Temer, que participou ontem da abertura da 17ª Conferência Nacional dos Advogados, no Rio, disse que, depois de aprovada a lei de responsabilidade fiscal, não haverá mais reformas para fazer. Já votamos a regulamentação da reforma administrativa e, nas próximas semanas, vamos votar as três leis que regulamentam a reforma da Previdência, apontou.
Ele defendeu a permanência do ministro da Fazenda, Pedro Malan, mesmo que o governo dê ouvidos às críticas sobre a política econômica que vêm partindo de sua própria base. O redirecionamento da economia pode ser feito pelo ministro Malan e não acho que ele tenha de deixar o cargo por causa disso, afirmou Temer.
Para o deputado, Malan fez um bom trabalho na condução da estabilidade da moeda. Ele, talvez, seja a pessoa mais adequada para fazer a transição para o desenvolvimento, para a proteção à indústria nacional, para o incentivo financeiro à produção e para a assistência à pobreza, enumerou. Temer voltou a endossar a posição do governador do Ceará, Tasso Jereissati (PSDB), que, no final de semana, defendeu a mudança na política econômica.

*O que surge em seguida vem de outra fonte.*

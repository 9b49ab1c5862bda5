//! Authorization-code exchange against the token endpoint.
//!
//! Never retried: an authorization code is single-use, so a retry either
//! fails identically or trips the server's replay rejection.

use secrecy::ExposeSecret;

use crate::errors::ProtocolError;
use crate::oauth::discovery::AuthorizationServerMetadata;
use crate::provider::{Provider, TokenSet};

/// Cap on how much of an error response body ends up in logs and errors.
const ERROR_BODY_LIMIT: usize = 256;

fn truncate(body: &str) -> String {
    if body.len() <= ERROR_BODY_LIMIT {
        return body.to_string();
    }
    let mut end = ERROR_BODY_LIMIT;
    while !body.is_char_boundary(end) {
        end -= 1;
    }
    format!("{}…", &body[..end])
}

/// POST the code (and PKCE verifier, if any) to the token endpoint.
///
/// # Errors
/// [`ProtocolError::TokenExchange`] on any transport failure, error status,
/// `www-authenticate` challenge, or malformed token document.
pub async fn exchange_code(
    http: &reqwest::Client,
    metadata: &AuthorizationServerMetadata,
    provider: &Provider,
    redirect_uri: &str,
    code: &str,
    code_verifier: Option<&str>,
) -> Result<TokenSet, ProtocolError> {
    let token_endpoint = metadata
        .token_endpoint
        .as_ref()
        .ok_or_else(|| ProtocolError::TokenExchange("no token endpoint resolved".to_string()))?;

    let mut form: Vec<(&str, &str)> = vec![
        ("grant_type", "authorization_code"),
        ("code", code),
        ("redirect_uri", redirect_uri),
        ("client_id", provider.client_id.as_str()),
    ];
    if let Some(verifier) = code_verifier {
        form.push(("code_verifier", verifier));
    }

    let response = http
        .post(token_endpoint.clone())
        .basic_auth(
            &provider.client_id,
            Some(provider.client_secret.expose_secret()),
        )
        .form(&form)
        .send()
        .await
        .map_err(|err| ProtocolError::TokenExchange(err.to_string()))?;

    if let Some(challenge) = response.headers().get("www-authenticate") {
        let challenge = challenge.to_str().unwrap_or("<non-ascii>").to_string();
        return Err(ProtocolError::TokenExchange(format!(
            "token endpoint challenged the client: {challenge}"
        )));
    }

    let status = response.status();
    if !status.is_success() {
        let body = response.text().await.unwrap_or_default();
        return Err(ProtocolError::TokenExchange(format!(
            "token endpoint returned {status}: {}",
            truncate(&body)
        )));
    }

    response
        .json::<TokenSet>()
        .await
        .map_err(|err| ProtocolError::TokenExchange(format!("malformed token response: {err}")))
}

Nós do PMDB e eu, especialmente, temos falado disso com insistência nas últimas quatro a cinco semanas, lembrou. Acho que o governo está recebendo um alerta de que a idéia da estabilidade da moeda não é mais suficiente para o País.
O presidente da Câmara disse não acreditar que as críticas de Jereissati e do governador de São Paulo, Mario Covas (PSDB), signifiquem um racha no partido do presidente. As raízes tucanas e de afeto deles com o presidente são profundas, afirmou.
Mesmo na oposição, ninguém está festejando a posição dos dois governadores do PSDB como uma discordância irreversível. É cedo para falar em racha, avaliou o governador do Rio, Anthony Garotinho (PDT).